Con este desafío y con la participación de más de 70 actores de la industria minera -compañías mineras, proveedores, academia y el Estado- en el Programa Nacional de Minería Alta Ley desarrollamos la hoja de ruta tecnológica a 2035, un esfuerzo para definir y consensuar una agenda de largo plazo para la minería.

La propuesta de este Roadmap Tecnológico se basa en que el cobre puede desempeñar un rol estratégico vinculado no exclusivamente a su capacidad de proveer los recursos necesarios para el presupuesto fiscal y la balanza de pagos, sino también para gatillar procesos virtuosos de innovación abierta que nos permitan desarrollar las capacidades indispensables para transformar a la minería en su productividad y competitividad, y también a nuestra economía en una diversificada, basada en conocimientos e innovación.

Generar una potente base de empresas locales proveedoras de servicios, tecnologías y equipamientos mineros, con un mayor nivel de sofisticación y con vocación exportadora, es clave en este esfuerzo país.
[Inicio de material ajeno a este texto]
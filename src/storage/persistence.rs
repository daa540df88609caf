use tracing::{debug, error, warn};

use crate::models::{ExchangeRates, Record};
use crate::storage::errors::StorageError;
use crate::storage::KeyValueStore;
use crate::types::Amount;

pub const RECORDS_KEY: &str = "records";
pub const RATES_KEY: &str = "rates";
pub const CAP_KEY: &str = "cap";

/// Reads and writes the record list and the persisted settings.
///
/// Storage failures never reach the caller: loads fall back to defaults and
/// failed saves are logged, leaving the in-memory state as the source of truth.
pub struct Persistence<S> {
    storage: S
}

impl<S: KeyValueStore> Persistence<S> {
    pub fn new(storage: S) -> Self {
        Self { storage }
    }

    pub fn storage(&self) -> &S {
        &self.storage
    }

    pub fn load_records(&self) -> Vec<Record> {
        match self.try_load_records() {
            Ok(records) => records,
            Err(error) => {
                warn!("Could not retrieve records, starting empty: {error}");
                Vec::new()
            }
        }
    }

    pub fn save_records(&self, records: &[Record]) {
        if let Err(error) = self.try_save_records(records) {
            error!("Unable to save records: {error}");
        }
    }

    pub fn load_exchange_rates(&self) -> ExchangeRates {
        match self.try_load_exchange_rates() {
            Ok(Some(rates)) => rates,
            Ok(None) => ExchangeRates::default(),
            Err(error) => {
                warn!("Could not load exchange rates, using defaults: {error}");
                ExchangeRates::default()
            }
        }
    }

    pub fn save_exchange_rates(&self, rates: &ExchangeRates) {
        let result = serde_json::to_string(rates)
            .map_err(|error| StorageError::encode(RATES_KEY, error))
            .and_then(|encoded| self.storage.set(RATES_KEY, &encoded));

        if let Err(error) = result {
            error!("Unable to save exchange rates: {error}");
        }
    }

    pub fn load_budget_cap(&self) -> Amount {
        match self.try_load_budget_cap() {
            Ok(Some(cap)) => cap,
            Ok(None) => Amount::ZERO,
            Err(error) => {
                warn!("Could not load budget cap, using none: {error}");
                Amount::ZERO
            }
        }
    }

    pub fn save_budget_cap(&self, cap: Amount) {
        if let Err(error) = self.storage.set(CAP_KEY, &cap.to_string()) {
            error!("Unable to save budget cap: {error}");
        }
    }

    fn try_load_records(&self) -> Result<Vec<Record>, StorageError> {
        let Some(raw) = self.storage.get(RECORDS_KEY)? else {
            debug!("No stored records found");
            return Ok(Vec::new());
        };

        serde_json::from_str(&raw).map_err(|error| StorageError::decode(RECORDS_KEY, error))
    }

    fn try_save_records(&self, records: &[Record]) -> Result<(), StorageError> {
        let encoded = serde_json::to_string(records).map_err(|error| StorageError::encode(RECORDS_KEY, error))?;
        self.storage.set(RECORDS_KEY, &encoded)?;

        debug!("Saved {} records", records.len());

        Ok(())
    }

    fn try_load_exchange_rates(&self) -> Result<Option<ExchangeRates>, StorageError> {
        let Some(raw) = self.storage.get(RATES_KEY)? else {
            return Ok(None);
        };

        let rates: ExchangeRates = serde_json::from_str(&raw).map_err(|error| StorageError::decode(RATES_KEY, error))?;
        rates.validate().map_err(|error| StorageError::decode(RATES_KEY, error))?;

        Ok(Some(rates))
    }

    fn try_load_budget_cap(&self) -> Result<Option<Amount>, StorageError> {
        let Some(raw) = self.storage.get(CAP_KEY)? else {
            return Ok(None);
        };

        let cap = Amount::parse_rounded(&raw).map_err(|error| StorageError::decode(CAP_KEY, error))?;

        if cap.is_negative() {
            return Err(StorageError::decode(CAP_KEY, format!("negative cap [{cap}]")));
        }

        Ok(Some(cap))
    }
}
Así, Chile no sólo podrá contar con una minería productiva, pujante y ejemplo mundial, sino también con un nuevo sector exportador de relevancia, con al menos 250 proveedores de clase mundial a 2035 y con exportaciones de servicios y bienes asociados a la minería por US$4.000 millones.

*El autor es presidente Programa Nacional de Minería Alta Ley.